(STORED DATA begins)
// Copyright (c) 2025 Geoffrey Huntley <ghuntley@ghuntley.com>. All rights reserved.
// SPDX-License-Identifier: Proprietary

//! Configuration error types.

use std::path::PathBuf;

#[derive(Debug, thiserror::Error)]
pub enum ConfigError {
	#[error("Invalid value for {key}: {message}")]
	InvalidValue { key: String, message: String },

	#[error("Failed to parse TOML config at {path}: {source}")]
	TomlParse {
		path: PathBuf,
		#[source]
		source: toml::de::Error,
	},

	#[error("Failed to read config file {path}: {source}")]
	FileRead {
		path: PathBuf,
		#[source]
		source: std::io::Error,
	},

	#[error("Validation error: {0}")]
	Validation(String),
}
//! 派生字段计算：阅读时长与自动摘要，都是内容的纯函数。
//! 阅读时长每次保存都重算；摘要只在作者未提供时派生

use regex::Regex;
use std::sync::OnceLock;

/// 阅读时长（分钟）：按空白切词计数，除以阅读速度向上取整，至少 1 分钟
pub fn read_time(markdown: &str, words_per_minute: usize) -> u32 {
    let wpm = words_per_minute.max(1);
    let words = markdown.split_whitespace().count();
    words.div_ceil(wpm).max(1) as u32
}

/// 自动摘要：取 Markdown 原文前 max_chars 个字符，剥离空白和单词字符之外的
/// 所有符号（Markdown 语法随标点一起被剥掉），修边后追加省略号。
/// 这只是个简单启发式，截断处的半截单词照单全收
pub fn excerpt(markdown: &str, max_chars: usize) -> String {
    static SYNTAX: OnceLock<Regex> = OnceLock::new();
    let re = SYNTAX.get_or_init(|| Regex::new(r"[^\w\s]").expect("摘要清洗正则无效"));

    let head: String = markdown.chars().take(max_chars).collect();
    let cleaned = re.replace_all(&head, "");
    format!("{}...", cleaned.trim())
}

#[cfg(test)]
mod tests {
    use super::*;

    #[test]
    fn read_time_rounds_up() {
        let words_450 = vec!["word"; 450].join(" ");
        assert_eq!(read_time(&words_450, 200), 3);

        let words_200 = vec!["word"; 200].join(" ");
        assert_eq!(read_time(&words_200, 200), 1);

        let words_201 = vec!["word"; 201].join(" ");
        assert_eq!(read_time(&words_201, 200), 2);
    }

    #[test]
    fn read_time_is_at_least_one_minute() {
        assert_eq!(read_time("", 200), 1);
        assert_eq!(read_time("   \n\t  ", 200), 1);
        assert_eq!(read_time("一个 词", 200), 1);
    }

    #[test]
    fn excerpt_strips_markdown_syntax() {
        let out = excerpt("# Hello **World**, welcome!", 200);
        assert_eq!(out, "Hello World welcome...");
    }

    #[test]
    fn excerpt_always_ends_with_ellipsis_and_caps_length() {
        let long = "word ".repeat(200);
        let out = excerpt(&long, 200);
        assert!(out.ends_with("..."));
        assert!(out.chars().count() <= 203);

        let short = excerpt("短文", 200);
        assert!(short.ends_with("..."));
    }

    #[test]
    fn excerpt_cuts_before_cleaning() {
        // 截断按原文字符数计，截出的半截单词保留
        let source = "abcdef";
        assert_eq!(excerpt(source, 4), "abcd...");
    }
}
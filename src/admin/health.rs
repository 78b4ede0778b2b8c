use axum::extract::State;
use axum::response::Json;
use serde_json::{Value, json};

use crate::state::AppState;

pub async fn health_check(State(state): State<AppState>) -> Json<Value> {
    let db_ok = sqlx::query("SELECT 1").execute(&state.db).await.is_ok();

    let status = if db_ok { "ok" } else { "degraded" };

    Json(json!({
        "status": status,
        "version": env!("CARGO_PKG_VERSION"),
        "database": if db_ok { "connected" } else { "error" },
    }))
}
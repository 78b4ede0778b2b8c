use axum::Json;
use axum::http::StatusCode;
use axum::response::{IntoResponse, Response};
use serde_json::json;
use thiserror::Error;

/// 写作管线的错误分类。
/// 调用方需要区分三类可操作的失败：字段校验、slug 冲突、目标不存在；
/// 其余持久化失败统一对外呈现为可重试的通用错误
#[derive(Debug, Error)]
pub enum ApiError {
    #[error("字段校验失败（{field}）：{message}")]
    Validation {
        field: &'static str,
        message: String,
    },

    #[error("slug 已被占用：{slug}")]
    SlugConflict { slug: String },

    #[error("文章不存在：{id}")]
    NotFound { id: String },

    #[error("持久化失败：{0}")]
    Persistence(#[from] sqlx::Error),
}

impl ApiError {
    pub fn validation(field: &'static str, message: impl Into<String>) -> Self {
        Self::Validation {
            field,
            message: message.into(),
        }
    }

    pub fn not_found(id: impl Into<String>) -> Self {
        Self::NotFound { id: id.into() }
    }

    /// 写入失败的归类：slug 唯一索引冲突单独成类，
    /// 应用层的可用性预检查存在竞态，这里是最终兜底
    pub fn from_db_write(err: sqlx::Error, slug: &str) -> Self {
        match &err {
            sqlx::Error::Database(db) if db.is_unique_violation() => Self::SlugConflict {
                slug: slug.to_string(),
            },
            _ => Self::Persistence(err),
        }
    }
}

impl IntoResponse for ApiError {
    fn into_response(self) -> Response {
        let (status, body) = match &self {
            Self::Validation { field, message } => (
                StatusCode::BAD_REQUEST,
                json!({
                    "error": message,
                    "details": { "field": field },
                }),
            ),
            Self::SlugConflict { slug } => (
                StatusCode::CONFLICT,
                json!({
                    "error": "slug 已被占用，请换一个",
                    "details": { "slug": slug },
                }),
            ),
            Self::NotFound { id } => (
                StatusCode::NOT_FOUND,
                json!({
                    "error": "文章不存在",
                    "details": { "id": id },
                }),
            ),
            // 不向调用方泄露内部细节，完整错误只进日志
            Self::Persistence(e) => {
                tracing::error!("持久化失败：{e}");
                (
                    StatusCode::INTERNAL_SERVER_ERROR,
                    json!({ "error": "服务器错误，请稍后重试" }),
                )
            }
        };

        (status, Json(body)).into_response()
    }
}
(STORED DATA ends)
- _WORK TASK_:
Retype only the lines above between the line with "Configuration error types." and the line with "let words = markdown.split_whitespace().count();", counting those two lines as well, and keep every character as it is.

- _COMPLETED TASK_:
//! Configuration error types.

use std::path::PathBuf;

#[derive(Debug, thiserror::Error)]
pub enum ConfigError {
	#[error("Invalid value for {key}: {message}")]
	InvalidValue { key: String, message: String },

	#[error("Failed to parse TOML config at {path}: {source}")]
	TomlParse {
		path: PathBuf,
		#[source]
		source: toml::de::Error,
	},

	#[error("Failed to read config file {path}: {source}")]
	FileRead {
		path: PathBuf,
		#[source]
		source: std::io::Error,
	},

	#[error("Validation error: {0}")]
	Validation(String),
}
//! 派生字段计算：阅读时长与自动摘要，都是内容的纯函数。
//! 阅读时长每次保存都重算；摘要只在作者未提供时派生

use regex::Regex;
use std::sync::OnceLock;

/// 阅读时长（分钟）：按空白切词计数，除以阅读速度向上取整，至少 1 分钟
pub fn read_time(markdown: &str, words_per_minute: usize) -> u32 {
    let wpm = words_per_minute.max(1);
    let words = markdown.split_whitespace().count();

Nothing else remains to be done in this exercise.